The National Center for Injury Prevention and Control (NCIPC) is a division of the Centers for Disease Control and Prevention located in the U.S. Department of Health and Human Services. One of the primary interest areas of the NCIPC is to reduce injuries from firearms. In carrying out this otherwise laudable mandate, the NCIPC has demonstrated a continuing and almost vicious sentiment against personal firearms ownership that is reflected in the lack of objectivity and balance in its work.
Taxpayer dollars are supporting unadulterated anti-gun political advocacy through the research grants awarded by NCIPC. The Center provided a grant to the Trauma Foundation to publish a clearly anti-gun newsletter entitled Injury Prevention Network Newsletter. Among other political activities, the newsletter calls on the reader to "put gun control on the agenda of your civic or professional organization," to "make your support for...gun laws known to your representatives," and to "organize a picket at gun manufacturing sites...." This does not constitute scientific research by any standards, and your tax dollars are paying for it!
NCIPC`s political bent renders all research emanating from the CDC suspect, and it taints the otherwise well-respected track record that CDC has in its traditional role as the protector of the Nation against communicable disease. Even the NCIPC Director, Dr. Mark Rosenberg, has let a political agenda blur the CDC`s science-based mandate: In the December, 1993, issue of Rolling Stone magazine, he stated that he "envisions a long term campaign, similar to tobacco use and auto safety, to convince Americans that guns are, first and foremost, a public health menace." Law-abiding gun owners are not a public health menace, criminals with or without guns constitute the real threat to our country`s societal fabric and safety.
The firearms "research" generated out of NCIPC is methodologically flawed on the most basic level. NCIPC claims that in the next few years firearms may exceed vehicle deaths as the major cause of death among certain age groups.

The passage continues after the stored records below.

//! cuantizar CLI
//!
//! Post-training quantization for serialized model graphs.
//!
//! # Usage
//!
//! ```bash
//! # Compress weights to 8-bit
//! cuantizar quantize model.graph.json --output quantized/
//!
//! # 4-bit grouped compression, keeping the head at full precision
//! cuantizar quantize model.graph.json --output quantized/ --bits 4 --group-size 128 --exclude lm_head
//!
//! # Summarize weight-bearing operations
//! cuantizar inspect model.graph.json
//! ```

use clap::Parser;
use cuantizar::cli::{run_command, Cli};
use std::process::ExitCode;

fn main() -> ExitCode {
    let cli = Cli::parse();

    match run_command(cli) {
        Ok(()) => ExitCode::SUCCESS,
        Err(e) => {
            eprintln!("Error: {e}");
            ExitCode::FAILURE
        }
    }
}
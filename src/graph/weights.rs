//! Weight-operation classification.
//!
//! Scans a model graph and names every operation whose output depends on a
//! learned weight tensor: matrix multiplies with a constant operand and
//! embedding-style lookups over a floating-point constant table. The result
//! feeds the hybrid quantization policy as an inclusion/exclusion list.

use std::collections::BTreeSet;

use crate::graph::model::{ModelGraph, OpId};
use crate::graph::op::OpKind;
use crate::graph::resolver::resolve_constant;

/// Check whether a `Gather` is an embedding lookup.
///
/// The table input (port 0) must carry a floating-point element type AND a
/// constant must be resolvable from that port. The second condition nearly
/// always holds once the first does; both are kept as independent checks on
/// purpose.
pub fn is_embedding(graph: &ModelGraph, id: OpId) -> bool {
    let Some(info) = graph.input_value_info(id, 0) else {
        return false;
    };
    if !info.element_type.is_float() {
        return false;
    }
    resolve_constant(graph, id, 0).is_some()
}

/// Collect the friendly names of every weight-bearing operation.
///
/// A `MatMul` is weight-bearing when either operand traces back to a
/// constant; a `Gather` when it classifies as an embedding. All other kinds
/// are ignored. The graph is not mutated; the set is rebuilt from scratch
/// per call.
pub fn collect_weight_ops(graph: &ModelGraph) -> BTreeSet<String> {
    let mut ops_with_weights = BTreeSet::new();
    for (id, op) in graph.ops() {
        match op.kind {
            OpKind::MatMul => {
                let const_0 = resolve_constant(graph, id, 0);
                let const_1 = resolve_constant(graph, id, 1);
                if const_0.is_some() || const_1.is_some() {
                    ops_with_weights.insert(op.name.clone());
                }
            }
            OpKind::Gather if is_embedding(graph, id) => {
                ops_with_weights.insert(op.name.clone());
            }
            _ => {}
        }
    }
    ops_with_weights
}

#[cfg(test)]
mod tests {
    use super::*;
    use crate::graph::model::InputEdge;
    use crate::graph::op::{ConstantValue, ElementType, ValueInfo};

    fn f32_const(g: &mut ModelGraph, name: &str, data: Vec<f32>) -> OpId {
        let n = data.len();
        g.add_constant(name, ConstantValue::F32 { shape: vec![n], data }).unwrap()
    }

    fn i64_const(g: &mut ModelGraph, name: &str, data: Vec<i64>) -> OpId {
        let n = data.len();
        g.add_constant(name, ConstantValue::I64 { shape: vec![n], data }).unwrap()
    }

    fn param(g: &mut ModelGraph, name: &str, ty: ElementType) -> OpId {
        g.add_op(OpKind::Parameter, name, vec![], vec![ValueInfo::new(ty, vec![2])]).unwrap()
    }

    #[test]
    fn test_matmul_and_float_gather_classified() {
        let mut g = ModelGraph::new();
        let w = f32_const(&mut g, "proj.weight", vec![1.0, 2.0]);
        let table = f32_const(&mut g, "wte.weight", vec![0.5, 0.25]);
        let x = param(&mut g, "x", ElementType::F32);
        let ids = param(&mut g, "input_ids", ElementType::I64);
        g.add_op(
            OpKind::MatMul,
            "proj",
            vec![InputEdge::new(x, 0), InputEdge::new(w, 0)],
            vec![ValueInfo::new(ElementType::F32, vec![2])],
        )
        .unwrap();
        g.add_op(
            OpKind::Gather,
            "wte",
            vec![InputEdge::new(table, 0), InputEdge::new(ids, 0)],
            vec![ValueInfo::new(ElementType::F32, vec![2])],
        )
        .unwrap();

        let ops = collect_weight_ops(&g);
        let expected: BTreeSet<String> = ["proj".to_string(), "wte".to_string()].into();
        assert_eq!(ops, expected, "exactly the MatMul and the float Gather must classify");
    }

    #[test]
    fn test_integer_gather_table_excluded() {
        let mut g = ModelGraph::new();
        let table = i64_const(&mut g, "positions", vec![0, 1, 2]);
        let ids = param(&mut g, "input_ids", ElementType::I64);
        g.add_op(
            OpKind::Gather,
            "position_lookup",
            vec![InputEdge::new(table, 0), InputEdge::new(ids, 0)],
            vec![ValueInfo::new(ElementType::I64, vec![2])],
        )
        .unwrap();

        assert!(
            collect_weight_ops(&g).is_empty(),
            "a Gather over an integer table is not an embedding"
        );
    }

    #[test]
    fn test_matmul_either_operand_counts() {
        let mut g = ModelGraph::new();
        let w = f32_const(&mut g, "w", vec![1.0]);
        let x = param(&mut g, "x", ElementType::F32);
        g.add_op(
            OpKind::MatMul,
            "mm_lhs",
            vec![InputEdge::new(w, 0), InputEdge::new(x, 0)],
            vec![ValueInfo::new(ElementType::F32, vec![1])],
        )
        .unwrap();
        g.add_op(
            OpKind::MatMul,
            "mm_rhs",
            vec![InputEdge::new(x, 0), InputEdge::new(w, 0)],
            vec![ValueInfo::new(ElementType::F32, vec![1])],
        )
        .unwrap();

        let ops = collect_weight_ops(&g);
        assert!(ops.contains("mm_lhs"));
        assert!(ops.contains("mm_rhs"));
    }

    #[test]
    fn test_activation_matmul_excluded() {
        // Both operands are runtime values: attention-score style MatMul.
        let mut g = ModelGraph::new();
        let q = param(&mut g, "q", ElementType::F32);
        let k = param(&mut g, "k", ElementType::F32);
        g.add_op(
            OpKind::MatMul,
            "scores",
            vec![InputEdge::new(q, 0), InputEdge::new(k, 0)],
            vec![ValueInfo::new(ElementType::F32, vec![2])],
        )
        .unwrap();

        assert!(collect_weight_ops(&g).is_empty());
    }

    #[test]
    fn test_weight_behind_transparent_chain_classified() {
        let mut g = ModelGraph::new();
        let w = f32_const(&mut g, "w", vec![1.0, 2.0]);
        let cast = g
            .add_op(
                OpKind::Convert,
                "cast",
                vec![InputEdge::new(w, 0)],
                vec![ValueInfo::new(ElementType::F32, vec![2])],
            )
            .unwrap();
        let x = param(&mut g, "x", ElementType::F32);
        g.add_op(
            OpKind::MatMul,
            "proj",
            vec![InputEdge::new(x, 0), InputEdge::new(cast, 0)],
            vec![ValueInfo::new(ElementType::F32, vec![2])],
        )
        .unwrap();

        assert!(collect_weight_ops(&g).contains("proj"));
    }

    #[test]
    fn test_f16_declared_table_classifies() {
        let mut g = ModelGraph::new();
        let table = g
            .add_constant_typed(
                "wte.weight",
                ConstantValue::F32 { shape: vec![4], data: vec![0.1, 0.2, 0.3, 0.4] },
                ElementType::F16,
            )
            .unwrap();
        let ids = param(&mut g, "input_ids", ElementType::I64);
        g.add_op(
            OpKind::Gather,
            "wte",
            vec![InputEdge::new(table, 0), InputEdge::new(ids, 0)],
            vec![ValueInfo::new(ElementType::F16, vec![2])],
        )
        .unwrap();

        assert!(collect_weight_ops(&g).contains("wte"));
    }

    #[test]
    fn test_other_kinds_ignored() {
        let mut g = ModelGraph::new();
        let w = f32_const(&mut g, "bias", vec![1.0]);
        let x = param(&mut g, "x", ElementType::F32);
        g.add_op(
            OpKind::Add,
            "bias_add",
            vec![InputEdge::new(x, 0), InputEdge::new(w, 0)],
            vec![ValueInfo::new(ElementType::F32, vec![1])],
        )
        .unwrap();
        g.add_op(
            OpKind::Convolution,
            "conv",
            vec![InputEdge::new(x, 0), InputEdge::new(w, 0)],
            vec![ValueInfo::new(ElementType::F32, vec![1])],
        )
        .unwrap();

        assert!(
            collect_weight_ops(&g).is_empty(),
            "Add and Convolution never classify as weight-bearing"
        );
    }
}
//! Operation kind, element type and tensor payload definitions.

use serde::{Deserialize, Serialize};

/// Operation type tag.
///
/// A closed set: the transparent-op allow-list of the constant resolver and
/// the classifier rules dispatch on this enum rather than on open-ended
/// string comparison.
#[derive(Clone, Copy, Debug, PartialEq, Eq, Hash, Serialize, Deserialize)]
pub enum OpKind {
    /// Immutable tensor value with no inputs.
    Constant,
    /// Graph input placeholder.
    Parameter,
    /// Matrix multiplication.
    MatMul,
    /// Indexed lookup into a table (embedding-style when the table is a
    /// floating-point constant).
    Gather,
    /// Element-type cast.
    Convert,
    /// Shape change without data change.
    Reshape,
    /// Simulated quantization inserted during calibration.
    FakeQuantize,
    /// Spatial convolution.
    Convolution,
    /// Elementwise addition.
    Add,
    /// Elementwise multiplication.
    Multiply,
    /// Softmax normalization.
    Softmax,
    /// Graph output marker.
    Result,
}

impl OpKind {
    /// Stable name used in ignored-scope type matching and artifacts.
    pub fn name(&self) -> &'static str {
        match self {
            OpKind::Constant => "Constant",
            OpKind::Parameter => "Parameter",
            OpKind::MatMul => "MatMul",
            OpKind::Gather => "Gather",
            OpKind::Convert => "Convert",
            OpKind::Reshape => "Reshape",
            OpKind::FakeQuantize => "FakeQuantize",
            OpKind::Convolution => "Convolution",
            OpKind::Add => "Add",
            OpKind::Multiply => "Multiply",
            OpKind::Softmax => "Softmax",
            OpKind::Result => "Result",
        }
    }
}

impl std::fmt::Display for OpKind {
    fn fmt(&self, f: &mut std::fmt::Formatter<'_>) -> std::fmt::Result {
        write!(f, "{}", self.name())
    }
}

/// Element type tag of a produced value.
#[derive(Clone, Copy, Debug, PartialEq, Eq, Hash, Serialize, Deserialize)]
#[serde(rename_all = "lowercase")]
pub enum ElementType {
    F16,
    F32,
    F64,
    I8,
    I32,
    I64,
    U8,
}

impl ElementType {
    /// Floating-point tags admit embedding classification.
    pub fn is_float(&self) -> bool {
        matches!(self, ElementType::F16 | ElementType::F32 | ElementType::F64)
    }
}

/// Descriptor of one operation output value.
#[derive(Clone, Debug, PartialEq, Serialize, Deserialize)]
pub struct ValueInfo {
    /// Element type of the produced tensor.
    pub element_type: ElementType,
    /// Static shape.
    pub shape: Vec<usize>,
}

impl ValueInfo {
    /// Create a value descriptor.
    pub fn new(element_type: ElementType, shape: Vec<usize>) -> Self {
        Self { element_type, shape }
    }
}

/// An integer-quantized tensor with per-group affine parameters.
///
/// `data` holds one signed value per element regardless of bit width; 4-bit
/// values are stored widened but clamped to their 4-bit range. Scales and
/// zero-points travel with the data so a consumer can dequantize with
/// `(q - zero_point) * scale` per group.
#[derive(Clone, Debug, PartialEq, Serialize, Deserialize)]
pub struct QuantizedTensor {
    /// Bit width (8 or 4).
    pub bits: u8,
    /// Original tensor shape.
    pub shape: Vec<usize>,
    /// Group width along the innermost axis; one group spanning the whole
    /// axis when quantized per row.
    pub group_size: usize,
    /// Quantized values, row-major.
    pub data: Vec<i8>,
    /// One scale per group.
    pub scales: Vec<f32>,
    /// One zero-point per group (all zero for symmetric quantization).
    pub zero_points: Vec<i32>,
}

impl QuantizedTensor {
    /// Number of elements.
    pub fn len(&self) -> usize {
        self.data.len()
    }

    /// Check if empty.
    pub fn is_empty(&self) -> bool {
        self.data.is_empty()
    }

    /// Approximate storage footprint in bytes (packed data + parameters).
    pub fn memory_bytes(&self) -> usize {
        let data_bytes = if self.bits == 4 { self.data.len().div_ceil(2) } else { self.data.len() };
        data_bytes + self.scales.len() * 4 + self.zero_points.len() * 4
    }

    /// Dequantize a single element by flat index.
    pub fn dequantize_at(&self, index: usize) -> f32 {
        let group = index / self.group_size.max(1);
        let scale = self.scales.get(group).copied().unwrap_or(1.0);
        let zp = self.zero_points.get(group).copied().unwrap_or(0);
        (f32::from(self.data[index]) - zp as f32) * scale
    }
}

/// Payload of a constant operation.
#[derive(Clone, Debug, PartialEq, Serialize, Deserialize)]
pub enum ConstantValue {
    /// Dense float payload.
    F32 { shape: Vec<usize>, data: Vec<f32> },
    /// Dense integer payload (e.g. index tables).
    I64 { shape: Vec<usize>, data: Vec<i64> },
    /// Integer-quantized payload with attached affine parameters.
    Quantized(QuantizedTensor),
}

impl ConstantValue {
    /// Element type tag of the payload.
    pub fn element_type(&self) -> ElementType {
        match self {
            ConstantValue::F32 { .. } => ElementType::F32,
            ConstantValue::I64 { .. } => ElementType::I64,
            ConstantValue::Quantized(_) => ElementType::I8,
        }
    }

    /// Tensor shape of the payload.
    pub fn shape(&self) -> &[usize] {
        match self {
            ConstantValue::F32 { shape, .. } => shape,
            ConstantValue::I64 { shape, .. } => shape,
            ConstantValue::Quantized(q) => &q.shape,
        }
    }

    /// Number of elements.
    pub fn len(&self) -> usize {
        match self {
            ConstantValue::F32 { data, .. } => data.len(),
            ConstantValue::I64 { data, .. } => data.len(),
            ConstantValue::Quantized(q) => q.len(),
        }
    }

    /// Check if empty.
    pub fn is_empty(&self) -> bool {
        self.len() == 0
    }
}

/// Record of a weight-compression transform applied to an operation.
#[derive(Clone, Debug, PartialEq, Serialize, Deserialize)]
pub struct WeightQuantRecord {
    /// Bit width the weight constant was compressed to.
    pub bits: u8,
    /// Whether the compression was symmetric.
    pub symmetric: bool,
}

/// Record of activation quantization applied to an operation.
#[derive(Clone, Debug, PartialEq, Serialize, Deserialize)]
pub struct ActivationQuantRecord {
    /// Calibrated activation scale.
    pub scale: f32,
    /// Calibrated activation zero-point.
    pub zero_point: i32,
    /// Whether activation smoothing was applied before quantization.
    pub smoothed: bool,
}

However, NCIPC fails to point out that virtually all motor vehicle-related deaths are accidental, while only a small number of firearms-related deaths are.
By comparing "apples to apples," the NCIPC`s approach to public health and safety is left wanting -- between 1968-1991 the decline in motor vehicle-related deaths fell short, compared to all other major types of accidental death. While the motor vehicle-related accidental fatality per capita rate declined 37% between 1968-1991, non-motor vehicle public deaths declined 38%, home accidents declined 41%, work accidents 49%, and firearm-related accidents 50%.
The NCIPC speaks only to the alleged possible risks associated with firearms ownership, while it refuses to recognize the benefits of lawful firearms ownership to society. For instance, no one argues that we should eliminate motor vehicles from our society, since the transportation benefits are the focus of most discussions surrounding cars. The latest, most in-depth research suggests that firearms are used as often as 2.4 million times a year for self-defense against criminal attack, usually by simply brandishing the firearm. (Kleck, G., Gertz, M. Armed resistance to crime: the prevalence and nature of self-defense with a gun. J. Crim. L. & Criminology, 1995; vol. 85.)
The NCIPC duplicates functions on injury prevention measures that are already adequately addressed by various federal agencies, such as:
- The National Highway Traffic Safety Administration
- The Occupational Safety and Health Administration
- The National Institute of Justice
- Office of Juvenile Justice and Delinquency Prevention
- National Institute of Health
- Consumer Product Safety Commission, and
- FEMA`s United States Fire Administration.
In this era of budget cutting, it makes fiscal sense to centralize research efforts in order to ensure that duplication is not resulting in a waste of valuable tax dollars. Those few cases where NCIPC is truly undertaking research efforts that are not adequately addressed elsewhere, can certainly be absorbed into existing federal agencies. The previously mentioned government agencies are just a few examples of agencies that could assume the type of research now undertaken by NCIPC.